//! OTA acknowledgment codec.
//!
//! An ack reuses the 22-byte chunk header with marker `0x05`. The tag bytes
//! are not checked.

use crate::chunk::{CHUNK_HEADER_LEN, ChunkDescriptor};

pub const ACK_MARKER: u8 = 0x05;
pub const ACK_LEN: usize = CHUNK_HEADER_LEN;

pub fn decode(payload: &[u8]) -> Option<ChunkDescriptor> {
    if payload.len() < ACK_LEN || payload[0] != ACK_MARKER {
        return None;
    }
    Some(ChunkDescriptor::read(payload))
}

/// Ack echoing `descriptor`, as the device sends it.
pub fn encode(descriptor: &ChunkDescriptor) -> Vec<u8> {
    let mut out = [0u8; ACK_LEN];
    descriptor.write(ACK_MARKER, &mut out);
    out.to_vec()
}

// ╔════════════════════════════════════════════╗
// ║ ████████╗███████╗███████╗████████╗███████╗ ║
// ║ ╚══██╔══╝██╔════╝██╔════╝╚══██╔══╝██╔════╝ ║
// ║    ██║   █████╗  ███████╗   ██║   ███████╗ ║
// ║    ██║   ██╔══╝  ╚════██║   ██║   ╚════██║ ║
// ║    ██║   ███████╗███████║   ██║   ███████║ ║
// ║    ╚═╝   ╚══════╝╚══════╝   ╚═╝   ╚══════╝ ║
// ╚════════════════════════════════════════════╝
────────────────────
ABOUT THIS TASK
Every line in the listing that holds "payload" belongs in the answer.

REPLY TO THE TASK
pub fn decode(payload: &[u8]) -> Option<ChunkDescriptor> {
    if payload.len() < ACK_LEN || payload[0] != ACK_MARKER {
    Some(ChunkDescriptor::read(payload))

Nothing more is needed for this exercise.